Alarm over Delhi pollution doesn’t stop Diwali fireworks

The Financial Express , Saturday, November 14, 2015
Correspondent : Associated Press
The fireworks have fizzled. The festival lights are coming down. What’s left of the Hindu holiday of Diwali in the Indian capital – already considered the world’s most polluted – is a toxic haze that has residents gagging for oxygen and hiding indoors.

Air pollution levels across New Delhi on Thursday, a day after the ancient festival of lights, were severe-to-critical, up to eight times higher than what India deems acceptable and 20 times higher than what’s recommended by the World Health Organization.

Such pollution happens every year, as offices and businesses shut down for India’s biggest gift-giving holiday and many gather outdoors to set off powerful rockets at all hours of the night.

A government health advisory this week warned people to avoid all outdoor physical activity, citing a serious risk of respiratory effects following a prolonged exposure to smoke-filled air.

Bazil Antonius, visiting from the north Indian city of Chandigarh, said he had trouble breathing Wednesday night as fireworks exploded overhead.

”Diwali is a lovely festival of lights,” Antonius said. ”But the fireworks cause a little bit of pollution, which is adding to the pollution already in Delhi. And I don’t think people should waste money on fireworks.”

Restaurant worker Naresh Maggo, 29, said he still looked forward to bursting small fireworks with his children, but that the noise and air pollution made him think ”we shouldn’t overdo it.”

Environment and public health experts said pollution levels were still alarming.

”The intensity was no less, and the pollution level appeared to be quite high,” said K. Srinath Reddy, president of the Public Health Foundation of India. He said Delhi dwellers, even if concerned about pollution, may still be motivated by a desire to show off to their neighbors.

The sale of fireworks is largely unregulated in India, and there are no reliable statistics to show how many were sold before the holiday.

The Center for Science and Environment, a Delhi-based research and advocacy group, said its exposure monitoring on Diwali night found pollution levels were slightly lower than in previous years, but still unacceptably high. Between 8 p.m. and midnight, PM2.5 levels at 399-608 micrograms per cubic meter in some places – well above the Indian limit of 60 and the WHO recommendation of 25. At some points, spikes in pollution were ”frightening,” hitting more than 2,500 micrograms per cubic meter.

”Delhiites will have to do a lot more to control crackers to reduce such dangerous levels of exposure and protect public health,” the center’s executive director, Anumita Roy Chowdhry, said in a statement.

Public alarm over rising pollution has seized the capital in recent few years, with newspapers carrying regular stories on levels of particulate matter called PM2.5 – small enough to penetrate deep into the lungs and cause disease. Another study in February estimated 660 million Indians, about half of the country’s 1.25 billion population, were losing 3 years of their lives due to their exposure to air pollution.

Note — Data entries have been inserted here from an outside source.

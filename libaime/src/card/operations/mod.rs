pub mod read;
pub mod write;

// Re-export the operations at the module root so callers can use
// `crate::card::operations::read_blocks(...)`.
pub use read::read_blocks;
pub use write::{WriteOutcome, write_blocks};

use crate::types::ServiceCode;
use crate::{Error, Result};

/// Block access is only supported against exactly one service.
pub(crate) fn single_service(services: &[ServiceCode]) -> Result<ServiceCode> {
    match services {
        [service] => Ok(*service),
        _ => Err(Error::ProtocolViolation(format!(
            "expected one service code, got {}",
            services.len()
        ))),
    }
}
use libaime::card::{CardSession, FelicaCard};
use libaime::config::ChipConfig;
use libaime::constants::FELICA_ID_BLOCK;
use libaime::device::Pn532;
use libaime::test_support::{felica_read_response, felica_write_response, seed_exchange};
use libaime::transport::{MockClock, MockTransport};
use libaime::types::{BlockData, ServiceCode, SystemCode};
use libaime::Error;

use crate::common::fixtures::{self, PN532_IN_DATA_EXCHANGE};

fn polled_card() -> (MockTransport, Pn532, FelicaCard) {
    let bus = MockTransport::new();
    fixtures::seed_felica_card(&bus);
    let mut dev = Pn532::new(
        Box::new(bus.clone()),
        Box::new(MockClock::new()),
        ChipConfig::default(),
    );
    let card = FelicaCard::from(dev.poll_felica(SystemCode::ANY).unwrap());
    (bus, dev, card)
}

#[test]
fn poll_populates_session_fields() {
    let (_, _, card) = polled_card();
    assert_eq!(card.idm().as_bytes(), &fixtures::sample_idm());
    assert_eq!(card.pmm().as_bytes(), &fixtures::sample_pmm());
    assert_eq!(card.system_code().to_be_bytes(), fixtures::sample_system_code());

    let session = CardSession::from(card);
    assert_eq!(session.summary().to_string(), "contactless 012E4C0123456789");
}

#[test]
fn id_block_served_from_session() -> anyhow::Result<()> {
    let (bus, mut dev, card) = polled_card();
    let before = bus.traffic();
    let blocks = card.read_blocks(&mut dev, &[ServiceCode::new(0x000b)], &[FELICA_ID_BLOCK])?;
    assert_eq!(bus.traffic(), before);
    assert_eq!(&blocks[0].as_bytes()[..8], &fixtures::sample_idm());
    Ok(())
}

#[test]
fn read_mixed_blocks() -> anyhow::Result<()> {
    let (bus, mut dev, card) = polled_card();
    let idm = fixtures::sample_idm();
    seed_exchange(&bus, PN532_IN_DATA_EXCHANGE, &felica_read_response(&idm, [0xa5; 16]));
    let blocks = card.read_blocks(
        &mut dev,
        &[ServiceCode::new(0x000b)],
        &[FELICA_ID_BLOCK, 0x8004],
    )?;
    assert_eq!(blocks[1], BlockData::from_bytes([0xa5; 16]));
    Ok(())
}

#[test]
fn two_services_hard_failure() {
    let (bus, mut dev, card) = polled_card();
    let before = bus.traffic();
    let res = card.read_blocks(
        &mut dev,
        &[ServiceCode::new(0x000b), ServiceCode::new(0x000f)],
        &[0x8000],
    );
    assert!(matches!(res, Err(Error::ProtocolViolation(_))));
    assert_eq!(bus.traffic(), before);
}

#[test]
fn best_effort_write_attempts_every_block() -> anyhow::Result<()> {
    let (bus, mut dev, card) = polled_card();
    let idm = fixtures::sample_idm();
    seed_exchange(&bus, PN532_IN_DATA_EXCHANGE, &felica_write_response(&idm, [0, 0]));
    // second block: the chip gives up on the card
    seed_exchange(&bus, PN532_IN_DATA_EXCHANGE, &[0x01]);
    seed_exchange(&bus, PN532_IN_DATA_EXCHANGE, &felica_write_response(&idm, [0, 0]));

    let blocks: Vec<(u16, BlockData)> = (0u16..3)
        .map(|i| (0x8000 + i, BlockData::from_bytes([i as u8; 16])))
        .collect();
    let outcome = card.write_blocks(&mut dev, &[ServiceCode::new(0x0009)], &blocks)?;
    assert_eq!(outcome.attempted, 3);
    assert_eq!(outcome.failed, 1);
    assert_eq!(bus.pending_reads(), 0);
    Ok(())
}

Like its giant neighbor China, India is dependent on coal-fired power plants for electricity. It has seen explosion in the number of vehicles on the roads, while hundreds of millions of impoverished people still rely on burning wood, kerosene or whatever they can grab at the garbage dump to build fires for cooking or keeping warm on winter nights.

Indian officials have imposed a number of measures in hopes of clearing the air, including making emissions standards for cars and industries more strict and imposing a tax on diesel-guzzling trucks that want to enter the city. Since New Delhi began collecting those taxes last week, 30 percent fewer trucks have opted to pass through the city.

In probably the first case of its kind, the Supreme Court is hearing a case brought on behalf of three babies, the eldest 14 months old, seeking a ban on the use of firecrackers during the festival season to protect the children’s fragile immune systems from the impact of pollution. Children are more vulnerable to developing lung ailments including asthma and bronchitis, as well as damage to their cognitive abilities and nervous systems.